Moving occasionally to her piano on the right hand side of the stage, the singer fed off her tight but adventurous five-piece supporting cast including a drummer and percussionist. This was particularly true on Paper Bag and the moody, groove-riddled Get Gone, two of five numbers she performed from 1999's When The Pawn...
When she didn't push the issue or her pipes to their peak, Apple was more than aurally appealing. Anything We Want was solid as was the gorgeous I Know, the latter a wistful ballad backed by a sweet, sparse arrangement which earned a loud ovation.
Given that Apple isn't exactly a road warrior in terms of regular touring, Apple managed to mix all four albums together fairly well. By the time she threw herself into the warped lullaby feel of Every Single Night, she could do no wrong. Even dropping down or crouching at the conclusion of some tunes was met with great applause.
Following Not About Love which she belted out portions to, the 34-year-old singer concluded the 16-song main set with the combination of a country-hued Carrion and the almost radio-friendly Criminal.

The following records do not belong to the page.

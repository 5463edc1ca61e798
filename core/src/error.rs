//! Error types for loadhive-core

use serde::{Deserialize, Serialize};
use std::fmt;
use thiserror::Error;

use crate::config::ConfigError;

/// Classification of run-level errors
#[derive(Debug, Clone, Copy, PartialEq, Eq, Hash, Serialize, Deserialize)]
#[serde(rename_all = "snake_case")]
pub enum ErrorKind {
    /// A registered listener failed during dispatch
    Listener,
    /// A user could not be instantiated
    Spawn,
    /// A worker stopped answering heartbeats
    WorkerUnreachable,
    /// A malformed or out-of-order control message
    Protocol,
    /// Invalid configuration or start parameters
    Config,
    /// The requested operation is not valid in the current run state
    InvalidState,
    /// The link to a peer failed
    Transport,
    /// The runner is shutting down
    Shutdown,
    /// IO failure
    Io,
}

impl ErrorKind {
    /// Stable snake_case name
    pub fn as_str(&self) -> &'static str {
        match self {
            ErrorKind::Listener => "listener",
            ErrorKind::Spawn => "spawn",
            ErrorKind::WorkerUnreachable => "worker_unreachable",
            ErrorKind::Protocol => "protocol",
            ErrorKind::Config => "config",
            ErrorKind::InvalidState => "invalid_state",
            ErrorKind::Transport => "transport",
            ErrorKind::Shutdown => "shutdown",
            ErrorKind::Io => "io",
        }
    }

    /// Whether an error of this kind ends the run
    pub fn is_fatal(&self) -> bool {
        matches!(self, ErrorKind::Spawn | ErrorKind::Listener)
    }
}

impl fmt::Display for ErrorKind {
    fn fmt(&self, f: &mut fmt::Formatter<'_>) -> fmt::Result {
        f.write_str(self.as_str())
    }
}

/// Core error type
#[derive(Error, Debug, Clone, PartialEq, Eq)]
#[error("{kind} error: {message}")]
pub struct RunError {
    /// Error classification
    pub kind: ErrorKind,
    /// Human readable detail
    pub message: String,
}

impl RunError {
    /// Create an error of the given kind
    pub fn new(kind: ErrorKind, message: impl Into<String>) -> Self {
        Self {
            kind,
            message: message.into(),
        }
    }

    /// A listener on `hook` failed
    pub fn listener(hook: &str, listener: &str, message: impl fmt::Display) -> Self {
        Self::new(
            ErrorKind::Listener,
            format!("listener {listener} on {hook} failed: {message}"),
        )
    }

    /// A user could not be spawned
    pub fn spawn(message: impl Into<String>) -> Self {
        Self::new(ErrorKind::Spawn, message)
    }

    /// A worker missed its heartbeat window
    pub fn worker_unreachable(worker_id: &str) -> Self {
        Self::new(
            ErrorKind::WorkerUnreachable,
            format!("worker {worker_id} missed its heartbeat window"),
        )
    }

    /// Malformed or out-of-order message
    pub fn protocol(message: impl Into<String>) -> Self {
        Self::new(ErrorKind::Protocol, message)
    }

    /// Invalid configuration
    pub fn config(message: impl Into<String>) -> Self {
        Self::new(ErrorKind::Config, message)
    }

    /// A required builder field was not provided
    pub fn missing_config(field: &str) -> Self {
        Self::new(ErrorKind::Config, format!("missing required field: {field}"))
    }

    /// Operation not valid in the current state
    pub fn invalid_state(message: impl Into<String>) -> Self {
        Self::new(ErrorKind::InvalidState, message)
    }

    /// Link failure
    pub fn transport(message: impl Into<String>) -> Self {
        Self::new(ErrorKind::Transport, message)
    }

    /// Runner is shutting down
    pub fn shutdown() -> Self {
        Self::new(ErrorKind::Shutdown, "runner is shutting down")
    }
}

impl From<std::io::Error> for RunError {
    fn from(err: std::io::Error) -> Self {
        Self::new(ErrorKind::Io, err.to_string())
    }
}

impl From<serde_json::Error> for RunError {
    fn from(err: serde_json::Error) -> Self {
        Self::protocol(format!("invalid message encoding: {err}"))
    }
}

impl From<ConfigError> for RunError {
    fn from(err: ConfigError) -> Self {
        Self::config(err.to_string())
    }
}

/// Result type alias
pub type RunResult<T> = std::result::Result<T, RunError>;

/// Failure reported by an event listener
#[derive(Error, Debug, Clone, PartialEq, Eq)]
#[error("{0}")]
pub struct ListenerError(pub String);

impl ListenerError {
    /// Create a listener error
    pub fn new(message: impl Into<String>) -> Self {
        Self(message.into())
    }
}
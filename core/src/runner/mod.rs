//! Run coordination
//!
//! A [`Runner`] owns the run state machine:
//!
//! ```text
//! ready -> spawning <-> running -> stopping -> stopped -> cleanup -> ready
//!                                               stopped -> ready (restart)
//! any   -> stopped (fatal error)
//! ```
//!
//! [`LocalRunner`] drives users in this process. [`MasterRunner`] splits the
//! target across remote [`WorkerRunner`]s and derives its state from their
//! heartbeats.

mod base;
mod local;
mod master;
mod monitor;
mod pool;
mod rate;
mod registry;
mod state;
mod user;
mod worker;


pub use self::local::LocalRunner;
pub use self::master::{MasterRunner, WorkerSummary};
pub use self::rate::IterationRateLimiter;
pub use self::registry::{Liveness, Share, WorkerEntry, WorkerRegistry};
pub use self::state::RunState;
pub use self::user::{BoxError, IterationResult, User, UserClass, UserContext};
pub use self::worker::WorkerRunner;

pub(crate) use self::base::RunnerCore;
pub(crate) use self::pool::UserPool;

use async_trait::async_trait;
use serde::{Deserialize, Serialize};
use tokio::sync::watch;

use crate::error::{RunError, RunResult};

/// Point-in-time runner status
#[derive(Debug, Clone, PartialEq, Serialize, Deserialize)]
pub struct RunnerStatus {
    /// Current state
    pub state: RunState,
    /// Active users (across all live workers for a master)
    pub user_count: usize,
    /// Requested users
    pub target_count: usize,
    /// Fail ratio of the current run
    pub fail_ratio: f64,
}

/// Control surface shared by every runner
#[async_trait]
pub trait Runner: Send + Sync {
    /// Ramp toward `target_count` users at `spawn_rate` users per second
    ///
    /// Called while spawning or running this rescales the run. Invalid
    /// parameters fail with a config error before any state change.
    async fn start(&self, target_count: usize, spawn_rate: f64) -> RunResult<()>;

    /// Stop every user; idempotent
    async fn stop(&self) -> RunResult<()>;

    /// Stop and tear down; fires `quitting` once
    async fn quit(&self) -> RunResult<()>;

    /// Release run resources and go back to ready
    async fn cleanup(&self) -> RunResult<()>;

    /// Current status
    fn status(&self) -> RunnerStatus;

    /// Current state
    fn state(&self) -> RunState;

    /// Watch state changes
    fn subscribe_state(&self) -> watch::Receiver<RunState>;

    /// Error that ended the last run, if any
    fn last_error(&self) -> Option<RunError>;

    /// Wait until the runner reaches `target`
    async fn wait_for_state(&self, target: RunState) -> RunResult<()> {
        let mut rx = self.subscribe_state();
        rx.wait_for(|state| *state == target)
            .await
            .map(|_| ())
            .map_err(|_| RunError::shutdown())
    }
}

By this time Apple and crew were caked in sweat, so all decided against the usual leave-then-return encore schtick. An eclectic rendition of the late Conway Twitty's It's Only Make Believe ended a very real, dazzling gig.
Fast As You Can
On The Bound
Anything We Want
Sleep To Dream
Tymps (The Sick In The Head Song)
Every Single Night
Not About Love
It's Only Make Believe (Conway Twitty)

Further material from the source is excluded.